// Error types for starpick.
// Covers GitHub API failures, cache I/O, and selection errors.

use thiserror::Error;

#[derive(Error, Debug)]
pub enum StarpickError {
    #[error("GitHub API error: {0}")]
    Api(#[from] reqwest::Error),

    #[error("HTTP {status} fetching {url}")]
    Http { status: u16, url: String },

    #[error("rate limit exceeded")]
    RateLimited,

    #[error("account not provided via argument or GITHUB_ACCOUNT")]
    MissingAccount,

    #[error("invalid schema version {0:?}")]
    InvalidVersion(String),

    #[error("only {available} candidates left after filtering, need {requested}")]
    InsufficientPool { available: usize, requested: usize },

    #[error("JSON parsing error: {0}")]
    Json(#[from] serde_json::Error),

    #[error("IO error: {0}")]
    Io(#[from] std::io::Error),

    #[error("{0}")]
    Other(String),
}

pub type Result<T> = std::result::Result<T, StarpickError>;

════════

Tally the lines in the records above that hold the word "available", and give only that number.

> _Task output_:
2